State park in Florida, United States

Skyway Fishing Pier State Park is a Florida State Park located on the north and south sides of the mouth of Tampa Bay. When the original cantilevered Sunshine Skyway Bridge, carrying US 19 (I-275 was not signed on the Skyway until the new bridge opened in 1987), partially collapsed in 1980, due to the collision of a freighter on one of its pilings, it was replaced by the current bridges. The approaches to the old bridge, however, were left in place and converted into the longest fishing pier in the world.

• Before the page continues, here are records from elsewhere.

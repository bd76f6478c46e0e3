use crate::types::{MemberSummary, Role};

/// Narrows the member index before crawling.
#[derive(Debug, Default)]
pub struct SeedFilter {
    pub ward: Option<String>,
    pub limit: Option<usize>,
    pub offset: Option<usize>,
}

impl SeedFilter {
    pub fn apply(self, mut seeds: Vec<MemberSummary>) -> Vec<MemberSummary> {
        if let Some(ward) = &self.ward {
            seeds.retain(|s| s.ward.eq_ignore_ascii_case(ward));
        }
        if let Some(off) = self.offset {
            seeds = seeds.into_iter().skip(off).collect();
        }
        if let Some(lim) = self.limit {
            seeds.truncate(lim);
        }
        seeds
    }

    pub fn validate(self) -> Result<Self, String> {
        if self.limit.is_some_and(|l| l == 0) {
            return Err("Limit must be greater than 0".to_string());
        }
        if self.ward.as_deref().is_some_and(|w| w.trim().is_empty()) {
            return Err("Ward must not be blank".to_string());
        }
        Ok(self)
    }
}

#[derive(Debug)]
pub struct RosterStats {
    pub aldermen: usize,
    pub deputies: usize,
    pub members: usize,
    pub total: usize,
}

impl RosterStats {
    pub fn from_roster(roster: &[MemberSummary]) -> RosterStats {
        let count = |role: Role| roster.iter().filter(|m| m.role == role).count();
        RosterStats {
            aldermen: count(Role::Alderman),
            deputies: count(Role::Deputy),
            members: count(Role::Member),
            total: roster.len(),
        }
    }
}

impl std::fmt::Display for RosterStats {
    fn fmt(&self, f: &mut std::fmt::Formatter<'_>) -> std::fmt::Result {
        writeln!(f, "\nStatistics:")?;
        writeln!(f, "  Aldermen:           {}", self.aldermen)?;
        writeln!(f, "  Deputies:           {}", self.deputies)?;
        writeln!(f, "  Common Councillors: {}", self.members)?;
        writeln!(f, "  Total:              {}", self.total)
    }
}

#[cfg(test)]
mod tests {
    use super::*;

    fn seed(id: u32, role: Role, ward: &str) -> MemberSummary {
        MemberSummary {
            id,
            name: format!("Member {id}"),
            role,
            party: String::new(),
            ward: ward.to_string(),
            url: format!("http://democracy.cityoflondon.gov.uk/mgUserInfo.aspx?UID={id}"),
        }
    }

    fn roster() -> Vec<MemberSummary> {
        vec![
            seed(1, Role::Alderman, "Aldgate"),
            seed(2, Role::Deputy, "Cheap"),
            seed(3, Role::Member, "Aldgate"),
            seed(4, Role::Member, "Bassishaw"),
        ]
    }

    #[test]
    fn test_filter_by_ward_then_paginate() {
        let filter = SeedFilter {
            ward: Some("aldgate".into()),
            limit: Some(1),
            offset: Some(1),
        };
        let ids: Vec<u32> = filter.apply(roster()).iter().map(|s| s.id).collect();
        assert_eq!(ids, [3]);
    }

    #[test]
    fn test_default_filter_keeps_everything() {
        assert_eq!(SeedFilter::default().apply(roster()).len(), 4);
    }

    #[test]
    fn test_validate_rejects_zero_limit_and_blank_ward() {
        let zero_limit = SeedFilter {
            limit: Some(0),
            ..Default::default()
        };
        let blank_ward = SeedFilter {
            ward: Some("  ".into()),
            ..Default::default()
        };
        assert!(zero_limit.validate().is_err());
        assert!(blank_ward.validate().is_err());
        assert!(SeedFilter::default().validate().is_ok());
    }

    #[test]
    fn test_zero_offset_skips_nothing() {
        let filter = SeedFilter {
            offset: Some(0),
            ..Default::default()
        }
        .validate()
        .expect("Offset 0 is valid");
        assert_eq!(filter.apply(roster()).len(), 4);
    }

    #[test]
    fn test_roster_stats() {
        let stats = RosterStats::from_roster(&roster());
        assert_eq!(stats.aldermen, 1);
        assert_eq!(stats.deputies, 1);
        assert_eq!(stats.members, 2);
        assert_eq!(stats.total, 4);
    }
}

The most common activity on the pier is fishing. Common catches include snook, tarpon, grouper, black sea bass, Spanish mackerel, king mackerel, cobia, sheepshead, Mangrove Snapper, grunts, sharks, Goliath Grouper, Lane Snapper, flounder, and many more.

Other pier activities include sightseeing, photography, kiteboarding, kayaking, and wind surfing.

Snacks, drinks, bait, and fishing supplies can be purchased on the pier, which has a fee for admission. The park is open 24 hours a day, 365 days a year.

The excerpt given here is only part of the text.